Records from a data source:

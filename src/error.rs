//! Gateway error types with HTTP status code mapping.
//!
//! [`GatewayError`] is the central error type for the gateway. Each variant
//! maps to a specific HTTP status code and structured JSON error response.

use axum::http::StatusCode;
use axum::response::{IntoResponse, Response};
use serde::Serialize;
use utoipa::ToSchema;

use crate::domain::{AssembleError, ImageError};

/// Structured JSON error response body.
///
/// All error responses follow this shape:
/// ```json
/// {
///   "error": {
///     "code": 2003,
///     "message": "invalid transition",
///     "details": "no identification to log"
///   }
/// }
/// ```
#[derive(Debug, Serialize, ToSchema)]
pub struct ErrorResponse {
    /// Structured error payload.
    pub error: ErrorBody,
}

/// Inner error body: numeric code, a fixed message per error kind, and the
/// specific reason when there is one.
#[derive(Debug, Serialize, ToSchema)]
pub struct ErrorBody {
    /// Numeric error code.
    pub code: u32,
    /// Human-readable error message.
    pub message: String,
    /// What exactly was wrong, omitted for internal errors.
    #[serde(skip_serializing_if = "Option::is_none")]
    pub details: Option<String>,
}

/// Server-side error enum with HTTP status code mapping.
///
/// # Error Code Ranges
///
/// | Range     | Category        | HTTP Status                  |
/// |-----------|-----------------|------------------------------|
/// | 1000–1999 | Validation      | 400 Bad Request              |
/// | 2000–2999 | State/Not Found | 404 Not Found / 409 Conflict |
/// | 3000–3999 | Server          | 500 Internal Server Error    |
#[derive(Debug, thiserror::Error)]
pub enum GatewayError {
    /// Request validation failed.
    #[error("invalid request: {0}")]
    InvalidRequest(String),

    /// The uploaded photo was rejected at the input boundary.
    #[error("invalid image: {0}")]
    InvalidImage(#[from] ImageError),

    /// Session with the given ID was not found.
    #[error("session not found: {0}")]
    SessionNotFound(uuid::Uuid),

    /// Catch log entry with the given ID was not found.
    #[error("catch not found: {0}")]
    CatchNotFound(uuid::Uuid),

    /// The session is not in a state that allows the operation.
    #[error("invalid transition: {0}")]
    InvalidTransition(String),

    /// Internal server error.
    #[error("internal error: {0}")]
    Internal(String),
}

impl GatewayError {
    /// Returns the numeric error code for this variant.
    #[must_use]
    pub const fn error_code(&self) -> u32 {
        match self {
            Self::InvalidRequest(_) => 1001,
            Self::InvalidImage(_) => 1002,
            Self::SessionNotFound(_) => 2001,
            Self::CatchNotFound(_) => 2002,
            Self::InvalidTransition(_) => 2003,
            Self::Internal(_) => 3000,
        }
    }

    /// Returns the HTTP status code for this variant.
    #[must_use]
    pub const fn status_code(&self) -> StatusCode {
        match self {
            Self::InvalidRequest(_) | Self::InvalidImage(_) => StatusCode::BAD_REQUEST,
            Self::SessionNotFound(_) | Self::CatchNotFound(_) => StatusCode::NOT_FOUND,
            Self::InvalidTransition(_) => StatusCode::CONFLICT,
            Self::Internal(_) => StatusCode::INTERNAL_SERVER_ERROR,
        }
    }

    /// Returns the fixed message for this kind of error.
    #[must_use]
    pub const fn summary(&self) -> &'static str {
        match self {
            Self::InvalidRequest(_) => "invalid request",
            Self::InvalidImage(_) => "invalid image",
            Self::SessionNotFound(_) => "session not found",
            Self::CatchNotFound(_) => "catch not found",
            Self::InvalidTransition(_) => "invalid transition",
            Self::Internal(_) => "internal error",
        }
    }

    /// Returns the specific reason, if it is safe to show the client.
    #[must_use]
    pub fn details(&self) -> Option<String> {
        match self {
            Self::InvalidRequest(reason) | Self::InvalidTransition(reason) => Some(reason.clone()),
            Self::InvalidImage(err) => Some(err.to_string()),
            Self::SessionNotFound(id) | Self::CatchNotFound(id) => Some(id.to_string()),
            Self::Internal(_) => None,
        }
    }
}

impl From<AssembleError> for GatewayError {
    fn from(err: AssembleError) -> Self {
        Self::InvalidRequest(err.to_string())
    }
}

impl IntoResponse for GatewayError {
    fn into_response(self) -> Response {
        let status = self.status_code();
        if status.is_server_error() {
            tracing::error!(error = %self, "request failed");
        }
        let body = ErrorResponse {
            error: ErrorBody {
                code: self.error_code(),
                message: self.summary().to_string(),
                details: self.details(),
            },
        };
        let mut response = axum::Json(body).into_response();
        *response.status_mut() = status;
        response
    }
}
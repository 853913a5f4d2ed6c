//! Catch log handlers: list, get, delete, export.

use axum::extract::{Path, Query, State};
use axum::http::{StatusCode, header};
use axum::response::IntoResponse;
use axum::routing::get;
use axum::{Json, Router};

use crate::api::dto::{CatchListResponse, PaginationParams};
use crate::app_state::AppState;
use crate::domain::{CatchId, CatchLogEntry};
use crate::error::{ErrorResponse, GatewayError};
use crate::persistence::EXPORT_FILE_NAME;

/// `GET /catches` — List the catch log, newest first.
///
/// # Errors
///
/// Returns [`GatewayError`] on internal failures.
#[utoipa::path(
    get,
    path = "/api/v1/catches",
    tag = "Catches",
    summary = "List catches",
    description = "Returns a page of the catch log, most recent entry first.",
    params(PaginationParams),
    responses(
        (status = 200, description = "Paginated catch log", body = CatchListResponse),
    )
)]
pub async fn list_catches(
    State(state): State<AppState>,
    Query(params): Query<PaginationParams>,
) -> Result<impl IntoResponse, GatewayError> {
    let params = params.clamped();
    let limit = usize::try_from(params.per_page).unwrap_or(usize::MAX);
    let (data, total) = state
        .catch_service
        .list_catches(params.offset(), limit)
        .await;

    Ok(Json(CatchListResponse {
        data,
        pagination: params.meta(total),
    }))
}

/// `GET /catches/:id` — One log entry.
///
/// # Errors
///
/// Returns [`GatewayError::CatchNotFound`] if no entry has that id.
#[utoipa::path(
    get,
    path = "/api/v1/catches/{id}",
    tag = "Catches",
    summary = "Get a catch",
    params(
        ("id" = uuid::Uuid, Path, description = "Catch UUID"),
    ),
    responses(
        (status = 200, description = "Catch entry", body = CatchLogEntry),
        (status = 404, description = "Catch not found", body = ErrorResponse),
    )
)]
pub async fn get_catch(
    State(state): State<AppState>,
    Path(id): Path<uuid::Uuid>,
) -> Result<impl IntoResponse, GatewayError> {
    let entry = state.catch_service.get_catch(CatchId::from_uuid(id)).await?;
    Ok(Json(entry))
}

/// `DELETE /catches/:id` — Remove a log entry.
///
/// # Errors
///
/// Returns [`GatewayError::CatchNotFound`] if no entry has that id.
#[utoipa::path(
    delete,
    path = "/api/v1/catches/{id}",
    tag = "Catches",
    summary = "Delete a catch",
    description = "Removes the entry from the log and persists the remaining log.",
    params(
        ("id" = uuid::Uuid, Path, description = "Catch UUID"),
    ),
    responses(
        (status = 204, description = "Catch deleted"),
        (status = 404, description = "Catch not found", body = ErrorResponse),
    )
)]
pub async fn delete_catch(
    State(state): State<AppState>,
    Path(id): Path<uuid::Uuid>,
) -> Result<impl IntoResponse, GatewayError> {
    state
        .catch_service
        .remove_catch(CatchId::from_uuid(id))
        .await?;
    Ok(StatusCode::NO_CONTENT)
}

/// `GET /catches/export` — Download the whole log as `catch-log.json`.
///
/// # Errors
///
/// Returns [`GatewayError::Internal`] if serialisation fails.
#[utoipa::path(
    get,
    path = "/api/v1/catches/export",
    tag = "Catches",
    summary = "Export the catch log",
    description = "Downloads the complete log as an indented JSON array. An empty log exports as `[]`.",
    responses(
        (status = 200, description = "Catch log file", body = Vec<CatchLogEntry>, content_type = "application/json"),
    )
)]
pub async fn export_catches(
    State(state): State<AppState>,
) -> Result<impl IntoResponse, GatewayError> {
    let body = state.catch_service.export().await?;
    tracing::info!(bytes = body.len(), "catch log exported");
    Ok((
        [
            (header::CONTENT_TYPE, "application/json".to_string()),
            (
                header::CONTENT_DISPOSITION,
                format!("attachment; filename=\"{EXPORT_FILE_NAME}\""),
            ),
        ],
        body,
    ))
}

/// Catch log routes.
pub fn routes() -> Router<AppState> {
    Router::new()
        .route("/catches", get(list_catches))
        .route("/catches/export", get(export_catches))
        .route("/catches/{id}", get(get_catch).delete(delete_catch))
}
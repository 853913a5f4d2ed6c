//! WebSocket connection state machine.
//!
//! Handles the read/write loop for a single WebSocket connection,
//! dispatching incoming commands and forwarding filtered events.

use std::sync::Arc;

use axum::extract::ws::{Message, WebSocket};
use futures_util::{SinkExt, StreamExt};
use tokio::sync::broadcast;

use super::messages::{WsCommand, WsMessage, WsMessageType};
use super::subscription::SubscriptionManager;
use crate::api::dto::SessionResponse;
use crate::domain::{CatchEvent, SessionId};
use crate::service::CatchService;

/// Runs the read/write loop for a single WebSocket connection.
///
/// - Reads commands from the client and dispatches them.
/// - Forwards matching events from the [`broadcast::Receiver`] to the client.
pub async fn run_connection(
    socket: WebSocket,
    mut event_rx: broadcast::Receiver<CatchEvent>,
    catch_service: Arc<CatchService>,
) {
    let (mut ws_tx, mut ws_rx) = socket.split();
    let mut subs = SubscriptionManager::new();

    loop {
        tokio::select! {
            msg = ws_rx.next() => {
                match msg {
                    Some(Ok(Message::Text(text))) => {
                        let response = handle_text_message(&text, &mut subs, &catch_service).await;
                        if let Some(resp_json) = response
                            && ws_tx.send(Message::text(resp_json)).await.is_err() {
                                break;
                            }
                    }
                    Some(Ok(Message::Close(_))) | None => break,
                    _ => {}
                }
            }
            event = event_rx.recv() => {
                match event {
                    Ok(catch_event) => {
                        if subs.matches(catch_event.session_id()) {
                            let msg = WsMessage::new(
                                uuid::Uuid::new_v4().to_string(),
                                WsMessageType::Event,
                                serde_json::to_value(&catch_event).unwrap_or_default(),
                            );
                            let json = serde_json::to_string(&msg).unwrap_or_default();
                            if ws_tx.send(Message::text(json)).await.is_err() {
                                break;
                            }
                        }
                    }
                    Err(broadcast::error::RecvError::Lagged(n)) => {
                        tracing::warn!(lagged = n, "ws client lagged behind event bus");
                    }
                    Err(broadcast::error::RecvError::Closed) => break,
                }
            }
        }
    }

    tracing::debug!("ws connection closed");
}

/// Handles a text message from the client, returning an optional JSON response.
async fn handle_text_message(
    text: &str,
    subs: &mut SubscriptionManager,
    catch_service: &CatchService,
) -> Option<String> {
    let Ok(msg) = serde_json::from_str::<WsMessage>(text) else {
        return serde_json::to_string(&WsMessage::error("", 400, "malformed JSON")).ok();
    };
    let Ok(command) = serde_json::from_value::<WsCommand>(msg.payload) else {
        return serde_json::to_string(&WsMessage::error(msg.id, 404, "unknown command")).ok();
    };

    let response = match command {
        WsCommand::Subscribe { session_ids } => {
            let (ids, wildcard) = parse_session_ids(&session_ids);
            subs.subscribe(&ids, wildcard);
            WsMessage::new(
                msg.id,
                WsMessageType::Response,
                serde_json::json!({
                    "subscribed": ids.iter().map(ToString::to_string).collect::<Vec<_>>(),
                    "count": subs.count(),
                    "wildcard": subs.is_subscribed_all(),
                }),
            )
        }
        WsCommand::Unsubscribe { session_ids } => {
            let (ids, wildcard) = parse_session_ids(&session_ids);
            subs.unsubscribe(&ids, wildcard);
            WsMessage::new(
                msg.id,
                WsMessageType::Response,
                serde_json::json!({
                    "unsubscribed": ids.iter().map(ToString::to_string).collect::<Vec<_>>(),
                    "remaining_count": subs.count(),
                    "wildcard": subs.is_subscribed_all(),
                }),
            )
        }
        WsCommand::GetSession { session_id } => {
            let Ok(uuid) = session_id.parse::<uuid::Uuid>() else {
                return serde_json::to_string(&WsMessage::error(msg.id, 400, "invalid session id"))
                    .ok();
            };
            match catch_service.session(SessionId::from_uuid(uuid)).await {
                Ok(snapshot) => WsMessage::new(
                    msg.id,
                    WsMessageType::Response,
                    serde_json::to_value(SessionResponse::from(snapshot)).unwrap_or_default(),
                ),
                Err(err) => WsMessage::error(msg.id, err.status_code().as_u16(), &err.to_string()),
            }
        }
    };
    serde_json::to_string(&response).ok()
}

/// Splits raw ids into parsed session ids and the wildcard flag.
/// Unparseable ids are ignored.
fn parse_session_ids(raw: &[String]) -> (Vec<SessionId>, bool) {
    let wildcard = raw.iter().any(|s| s == "*");
    let ids = raw
        .iter()
        .filter_map(|s| s.parse::<uuid::Uuid>().ok())
        .map(SessionId::from_uuid)
        .collect();
    (ids, wildcard)
}

#[cfg(test)]
mod tests {
    use super::*;

    #[test]
    fn wildcard_and_invalid_ids() {
        let id = SessionId::new();
        let raw = vec!["*".to_string(), id.to_string(), "nope".to_string()];
        let (ids, wildcard) = parse_session_ids(&raw);
        assert!(wildcard);
        assert_eq!(ids, vec![id]);
    }
}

» Prompt: Reproduce, word for word and in full, only the lines above that start at the line with "kind, and the" and run through the line with "409 Conflict |", both ends included.

» The completed task:
/// Inner error body: numeric code, a fixed message per error kind, and the
/// specific reason when there is one.
#[derive(Debug, Serialize, ToSchema)]
pub struct ErrorBody {
    /// Numeric error code.
    pub code: u32,
    /// Human-readable error message.
    pub message: String,
    /// What exactly was wrong, omitted for internal errors.
    #[serde(skip_serializing_if = "Option::is_none")]
    pub details: Option<String>,
}

/// Server-side error enum with HTTP status code mapping.
///
/// # Error Code Ranges
///
/// | Range     | Category        | HTTP Status                  |
/// |-----------|-----------------|------------------------------|
/// | 1000–1999 | Validation      | 400 Bad Request              |
/// | 2000–2999 | State/Not Found | 404 Not Found / 409 Conflict |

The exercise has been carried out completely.